Ces marques emblématiques ont abandonné le politiquement correct pour renouer avec le glamour
Les vitrines publicitaires changent radicalement de décor. Après une décennie rythmée par les injonctions sociétales et la déconstruction des standards esthétiques, les géants de la consommation effectuent un virage à 180 degrés. Confrontées à des impératifs économiques immédiats, ces enseignes privilégient désormais le spectacle, l'évasion et l'aspiration visuelle.
Cinq multinationales réhabilitent le glamour et l'évasion
Calvin Klein a signé un coup d'éclat mondial en propulsant l'acteur Jeremy Allen White en sous-vêtements sur les toits de New York. Cette campagne axée sur une sensualité brute a généré 12,7 millions de dollars de valeur d'impact médiatique en 48 heures, dépassant les 74 millions de dollars de retombées globales et entraînant une hausse de 30 % des ventes de sous-vêtements.
Victoria's Secret a acté l'échec financier de son virage austère en réinstallant son grand défilé new-yorkais. La marque a rappelé ses mannequins emblématiques comme Adriana Lima, Candice Swanepoel et Jasmine Tookes. Dans son annonce officielle, la direction promettait ainsi "all the glamour, wings, and blowouts you love, with a new take on who we are today" (tout le glamour, les ailes et le brushing que vous aimez, avec un nouveau regard sur ce que nous sommes aujourd'hui).
American Eagle a choisi l'esthétique assumée de la pin-up hollywoodienne avec l'actrice Sydney Sweeney. Cette stratégie a provoqué une hausse de son cours de bourse de plus de 10 % dès les premiers jours, attirant près d'un million de nouveaux acheteurs.
Bud Light, filiale du groupe AB InBev, a réorienté toute sa communication vers l'humour rassembleur et les partenariats sportifs avec la NFL et l'UFC. Son directeur général, Michael Doukeris, a résumé cette nouvelle ligne directrice en assemblée financière : les consommateurs "want to enjoy their beer without a debate" (veulent savourer leur bière sans débat) et "they want Bud Light to focus on beer" (ils veulent que Bud Light se concentre sur la bière).

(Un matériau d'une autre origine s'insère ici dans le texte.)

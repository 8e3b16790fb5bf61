//! A free-running tick counter usable as a [`TickSource`].

use core::sync::atomic::{AtomicU64, Ordering};
use nos_api::core::traits::TickSource;

/// A monotonic counter that advances on every [`TickSource::now`] call, in
/// addition to whatever a timer-interrupt handler adds explicitly via
/// [`tick`](Self::tick)/[`advance`](Self::advance).
///
/// `now()` stamps `get_time`/`t_delete` for KSM/SEM, whose eligibility
/// check (`get_time > t_delete`) must be able to tell apart a fresh `get()`
/// from a slot's initial, never-torn-down state (`t_delete == 0`) and from
/// whatever generation came before it. Tick 0 is reserved to mean "never
/// issued": the first call to `now()` returns 1, so a freshly allocated
/// slot (whose `t_delete` starts at 0) is always eligible to the process
/// that just created it, and every subsequent stamp - another `get()`,
/// a `destroy_seg`'s `t_delete` - is strictly greater than any stamp
/// issued before it, regardless of call order.
#[derive(Default)]
pub struct CountingTicks {
    ticks: AtomicU64,
}

impl CountingTicks {
    /// Creates a counter whose first `now()` call returns 1.
    pub const fn new() -> Self {
        Self {
            ticks: AtomicU64::new(0),
        }
    }

    /// Advances the counter by one tick without reading it.
    pub fn tick(&self) {
        self.ticks.fetch_add(1, Ordering::Relaxed);
    }

    /// Advances the counter by `n` ticks without reading it.
    pub fn advance(&self, n: u64) {
        self.ticks.fetch_add(n, Ordering::Relaxed);
    }
}

impl TickSource for CountingTicks {
    fn now(&self) -> u64 {
        self.ticks.fetch_add(1, Ordering::Relaxed) + 1
    }
}

#[cfg(test)]
mod tests {
    use super::*;

    #[test]
    fn now_never_returns_the_reserved_zero_tick() {
        let ticks = CountingTicks::new();
        assert!(ticks.now() >= 1);
    }

    #[test]
    fn now_is_strictly_increasing_across_calls() {
        let ticks = CountingTicks::new();
        let a = ticks.now();
        let b = ticks.now();
        assert!(b > a);
    }

    #[test]
    fn tick_and_advance_move_the_counter_forward() {
        let ticks = CountingTicks::new();
        let a = ticks.now();
        ticks.tick();
        let b = ticks.now();
        assert!(b > a + 1, "tick() plus now()'s own advance should add at least 2");
        ticks.advance(5);
        let c = ticks.now();
        assert!(c > b + 5, "advance(5) plus now()'s own advance should add at least 6");
    }
}
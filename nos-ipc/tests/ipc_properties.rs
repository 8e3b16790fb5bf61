//! Property tests for the KSM/SEM eligibility and idempotence invariants.

use proptest::prelude::*;

use nos_ipc::{
    BumpFrameAllocator, CountingTicks, KsmConfig, KsmService, ProcessKsmState, ProcessSemState,
    SemConfig, SemService, SimplePageTableFactory, SpinWaitChannel,
};

fn small_ksm_config() -> KsmConfig {
    KsmConfig {
        n_seg: 8,
        seg_maxsz: 4 * 4096,
        page_size: 4096,
        user_top: 0x1_0000_0000,
    }
}

fn ksm_service(config: KsmConfig) -> KsmService {
    let frames = config.n_seg * config.max_pages_per_seg();
    KsmService::new(
        config,
        Box::new(BumpFrameAllocator::new(frames, config.page_size)),
        Box::new(SimplePageTableFactory),
        Box::new(CountingTicks::new()),
    )
}

proptest! {
    /// Repeated `get()` calls with the same key and size always return the
    /// same handle, regardless of how many times they're repeated or what
    /// size is passed on lookups after the first (size 0 means "look up
    /// only" and never conflicts).
    #[test]
    fn get_is_idempotent_for_a_fixed_key(
        key in 1i64..1000,
        size in 1usize..(4 * 4096),
        repeats in 1usize..5,
    ) {
        let config = small_ksm_config();
        let svc = ksm_service(config);
        let mut proc = ProcessKsmState::new(&config, 0);

        let first = svc.get(&mut proc, 1, key, size).unwrap();
        for _ in 0..repeats {
            let again = svc.get(&mut proc, 1, key, size).unwrap();
            prop_assert_eq!(first, again);
            let lookup_only = svc.get(&mut proc, 1, key, 0).unwrap();
            prop_assert_eq!(first, lookup_only);
        }
    }

    /// Distinct keys (within table capacity) never collide on the same
    /// handle.
    #[test]
    fn distinct_keys_get_distinct_handles(
        key_a in 1i64..1000,
        key_b in 1001i64..2000,
        size in 1usize..(4 * 4096),
    ) {
        let config = small_ksm_config();
        let svc = ksm_service(config);
        let mut proc = ProcessKsmState::new(&config, 0);

        let ha = svc.get(&mut proc, 1, key_a, size).unwrap();
        let hb = svc.get(&mut proc, 1, key_b, size).unwrap();
        prop_assert_ne!(ha, hb);
    }

    /// Once a segment is deleted (and immediately destroyed, since no one
    /// is attached), a process that never called `get()` on the slot
    /// (`get_time` still at its initial zero) is never eligible to query
    /// it, even after the handle is recycled for a new key.
    #[test]
    fn deleted_segment_handle_is_never_eligible_for_a_caller_that_never_got_it(
        key in 1i64..1000,
        next_key in 1001i64..2000,
        size in 1usize..(4 * 4096),
    ) {
        let config = small_ksm_config();
        let svc = ksm_service(config);
        let mut caller = ProcessKsmState::new(&config, 0);

        let h = svc.get(&mut caller, 1, key, size).unwrap();
        svc.delete(&caller, h).unwrap();
        // Recreate at the same slot under a different key.
        let recreated = svc.get(&mut caller, 1, next_key, size).unwrap();
        prop_assert_eq!(h, recreated);

        let other = ProcessKsmState::new(&config, 0);
        let err = svc.info(&other, h).unwrap_err();
        prop_assert!(matches!(
            err,
            nos_api::Error::Kernel(nos_api::KernelError::NotEligible)
        ));
    }
}

fn small_sem_config() -> SemConfig {
    SemConfig {
        n_sem: 8,
        max_val: 100,
    }
}

fn sem_service(config: SemConfig) -> SemService {
    SemService::new(config, Box::new(SpinWaitChannel::new()), Box::new(CountingTicks::new()))
}

proptest! {
    /// Signaling a semaphore `n` times then waiting `n` times always
    /// succeeds and never blocks, for any `n` within the configured
    /// maximum value.
    #[test]
    fn signal_n_then_wait_n_never_blocks(n in 1i64..50) {
        let config = small_sem_config();
        let svc = sem_service(config);
        let mut proc = ProcessSemState::new(&config);

        let h = svc.get(&mut proc, 1, 0).unwrap();
        for _ in 0..n {
            svc.signal(&proc, h).unwrap();
        }
        for _ in 0..n {
            svc.wait(&proc, h).unwrap();
        }
    }

    /// `get()` with the same name always returns the same handle,
    /// regardless of the (ignored, since the slot already exists) value
    /// argument on subsequent calls.
    #[test]
    fn sem_get_is_idempotent_for_a_fixed_name(name in 1i64..1000, value in 0i64..100) {
        let config = small_sem_config();
        let svc = sem_service(config);
        let mut proc = ProcessSemState::new(&config);

        let first = svc.get(&mut proc, name, value).unwrap();
        let second = svc.get(&mut proc, name, 0).unwrap();
        prop_assert_eq!(first, second);
    }
}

M&M's (Mars) a enterré la refonte moralisatrice de ses mascottes animées. Après les controverses entourant l'abandon des talons de son personnage vert, le confiseur est revenu à un ton humoristique consensuel, débarrassé de toute prétention idéologique.
Les impératifs financiers sonnent le glas du marketing moralisateur
Le verdict des caisses enregistreuses a dicté ce réalignement stratégique. L'analyse des ventes démontre que le grand public recherche avant tout le plaisir, le divertissement ou la projection flatteuse. Les consommateurs sanctionnent durement les entreprises qui adoptent une posture de donneur de leçons.
La fatigue face à la politisation systématique des actes d'achat redéfinit le rôle de la réclame. L'écran publicitaire redevient un espace de légèreté plutôt qu'une arène de débats de société, marquant l'essoufflement du militantisme d'affichage.
Cette transition n'efface pas la diversité, mais la réintègre dans des mises en scène soignées, flatteuses et vendeuses. L'industrie du marketing enterre l'austérité pour renouer avec les fondamentaux de la désirabilité marchande.